§ EXTRACTED DATA:

****

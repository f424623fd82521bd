//! Concat harvester: packs a window into one JSON array.
//!
//! Meant for duration windows, e.g. an hourly archive of a collector:
//!
//! ```toml
//! [harvesters.positions_hourly]
//! implementation = "concat"
//! source = "positions"
//! source_range = "1h"
//! ```
//!
//! Output: `[{"timestamp": 1700000000, "data": ...}, ...]`. JSON payloads
//! are embedded as-is, text as a string, binary as base64, and empty rows
//! as `null`.

use anyhow::{bail, Result};
use async_trait::async_trait;
use base64::Engine;
use serde_json::{json, Value};

use mobility_harvester_core::component::{HarvestInput, HarvestOutput, Harvester};
use mobility_harvester_core::models::{Payload, PayloadKind};

use crate::config::ComponentSpec;

pub struct ConcatHarvester;

impl ConcatHarvester {
    pub fn from_spec(spec: &ComponentSpec) -> Result<Self> {
        if spec.kind != PayloadKind::Json {
            bail!("the concat harvester produces json, not {}", spec.kind);
        }
        Ok(Self)
    }
}

/// JSON rendering of a stored payload, shared with the range handler.
pub fn payload_to_json(payload: Option<&Payload>) -> Value {
    match payload {
        None => Value::Null,
        Some(Payload::Json(value)) => value.clone(),
        Some(Payload::Text(text)) => Value::String(text.clone()),
        Some(Payload::Binary(bytes)) => {
            Value::String(base64::engine::general_purpose::STANDARD.encode(bytes))
        }
    }
}

#[async_trait]
impl Harvester for ConcatHarvester {
    async fn run(&self, input: HarvestInput) -> Result<HarvestOutput> {
        if input.source.is_empty() {
            return Ok(HarvestOutput::Nothing);
        }
        let rows: Vec<Value> = input
            .source
            .iter()
            .map(|record| {
                json!({
                    "timestamp": record.timestamp,
                    "data": payload_to_json(record.payload.as_ref()),
                })
            })
            .collect();
        Ok(HarvestOutput::One(Payload::Json(Value::Array(rows))))
    }
}

#[cfg(test)]
mod tests {
    use super::*;
    use mobility_harvester_core::models::Record;
    use std::collections::BTreeMap;

    #[tokio::test]
    async fn test_concat_keeps_order_and_encodes_payloads() {
        let input = HarvestInput {
            reference_timestamp: 3_600,
            source: vec![
                Record {
                    timestamp: 10,
                    payload: Some(Payload::Json(json!({"n": 1}))),
                },
                Record {
                    timestamp: 20,
                    payload: None,
                },
                Record {
                    timestamp: 30,
                    payload: Some(Payload::Binary(vec![0xde, 0xad])),
                },
            ],
            dependencies: BTreeMap::new(),
        };
        let out = ConcatHarvester.run(input).await.unwrap();
        let HarvestOutput::One(Payload::Json(value)) = out else {
            panic!("expected one json payload");
        };
        assert_eq!(
            value,
            json!([
                {"timestamp": 10, "data": {"n": 1}},
                {"timestamp": 20, "data": null},
                {"timestamp": 30, "data": "3q0="}
            ])
        );
    }
}
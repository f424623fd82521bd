//! # Mobility Harvester Core
//!
//! Runtime-agnostic logic for Mobility Harvester: the payload model, the
//! deduplicated store abstraction, the three component roles, the
//! configuration dependency graph, incremental windowing and the vehicle
//! trajectory reconstruction algorithm.
//!
//! This crate contains no tokio, sqlx, HTTP or filesystem I/O. The
//! application crate supplies the SQLite store, the schedulers and the
//! read-server on top of it.
//!
//! | Module | Purpose |
//! |--------|---------|
//! | [`models`] | Payloads, stored items, collection listings |
//! | [`store`] | [`store::Store`] trait and in-memory backend |
//! | [`component`] | Collector / Harvester / Handler contracts |
//! | [`range`] | Source ranges and schedules |
//! | [`graph`] | Component graph and bootstrap ordering |
//! | [`incremental`] | One incremental harvest step |
//! | [`trajectory`] | Trip reconstruction from anonymous position reports |

pub mod component;
pub mod graph;
pub mod incremental;
pub mod models;
pub mod range;
pub mod store;
pub mod trajectory;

****

§ YOUR ASSIGNMENT: The answer must be a word-for-word transcription of every record above.

§ EXERCISE ANSWER:
repository f424623fd82521bd
//! Concat harvester: packs a window into one JSON array.
//!
//! Meant for duration windows, e.g. an hourly archive of a collector:
//!
//! ```toml
//! [harvesters.positions_hourly]
//! implementation = "concat"
//! source = "positions"
//! source_range = "1h"
//! ```
//!
//! Output: `[{"timestamp": 1700000000, "data": ...}, ...]`. JSON payloads
//! are embedded as-is, text as a string, binary as base64, and empty rows
//! as `null`.

use anyhow::{bail, Result};
use async_trait::async_trait;
use base64::Engine;
use serde_json::{json, Value};

use mobility_harvester_core::component::{HarvestInput, HarvestOutput, Harvester};
use mobility_harvester_core::models::{Payload, PayloadKind};

use crate::config::ComponentSpec;

pub struct ConcatHarvester;

impl ConcatHarvester {
    pub fn from_spec(spec: &ComponentSpec) -> Result<Self> {
        if spec.kind != PayloadKind::Json {
            bail!("the concat harvester produces json, not {}", spec.kind);
        }
        Ok(Self)
    }
}

/// JSON rendering of a stored payload, shared with the range handler.
pub fn payload_to_json(payload: Option<&Payload>) -> Value {
    match payload {
        None => Value::Null,
        Some(Payload::Json(value)) => value.clone(),
        Some(Payload::Text(text)) => Value::String(text.clone()),
        Some(Payload::Binary(bytes)) => {
            Value::String(base64::engine::general_purpose::STANDARD.encode(bytes))
        }
    }
}

#[async_trait]
impl Harvester for ConcatHarvester {
    async fn run(&self, input: HarvestInput) -> Result<HarvestOutput> {
        if input.source.is_empty() {
            return Ok(HarvestOutput::Nothing);
        }
        let rows: Vec<Value> = input
            .source
            .iter()
            .map(|record| {
                json!({
                    "timestamp": record.timestamp,
                    "data": payload_to_json(record.payload.as_ref()),
                })
            })
            .collect();
        Ok(HarvestOutput::One(Payload::Json(Value::Array(rows))))
    }
}

#[cfg(test)]
mod tests {
    use super::*;
    use mobility_harvester_core::models::Record;
    use std::collections::BTreeMap;

    #[tokio::test]
    async fn test_concat_keeps_order_and_encodes_payloads() {
        let input = HarvestInput {
            reference_timestamp: 3_600,
            source: vec![
                Record {
                    timestamp: 10,
                    payload: Some(Payload::Json(json!({"n": 1}))),
                },
                Record {
                    timestamp: 20,
                    payload: None,
                },
                Record {
                    timestamp: 30,
                    payload: Some(Payload::Binary(vec![0xde, 0xad])),
                },
            ],
            dependencies: BTreeMap::new(),
        };
        let out = ConcatHarvester.run(input).await.unwrap();
        let HarvestOutput::One(Payload::Json(value)) = out else {
            panic!("expected one json payload");
        };
        assert_eq!(
            value,
            json!([
                {"timestamp": 10, "data": {"n": 1}},
                {"timestamp": 20, "data": null},
                {"timestamp": 30, "data": "3q0="}
            ])
        );
    }
}
repository f424623fd82521bd
//! # Mobility Harvester Core
//!
//! Runtime-agnostic logic for Mobility Harvester: the payload model, the
//! deduplicated store abstraction, the three component roles, the
//! configuration dependency graph, incremental windowing and the vehicle
//! trajectory reconstruction algorithm.
//!
//! This crate contains no tokio, sqlx, HTTP or filesystem I/O. The
//! application crate supplies the SQLite store, the schedulers and the
//! read-server on top of it.
//!
//! | Module | Purpose |
//! |--------|---------|
//! | [`models`] | Payloads, stored items, collection listings |
//! | [`store`] | [`store::Store`] trait and in-memory backend |
//! | [`component`] | Collector / Harvester / Handler contracts |
//! | [`range`] | Source ranges and schedules |
//! | [`graph`] | Component graph and bootstrap ordering |
//! | [`incremental`] | One incremental harvest step |
//! | [`trajectory`] | Trip reconstruction from anonymous position reports |

pub mod component;
pub mod graph;
pub mod incremental;
pub mod models;
pub mod range;
pub mod store;
pub mod trajectory;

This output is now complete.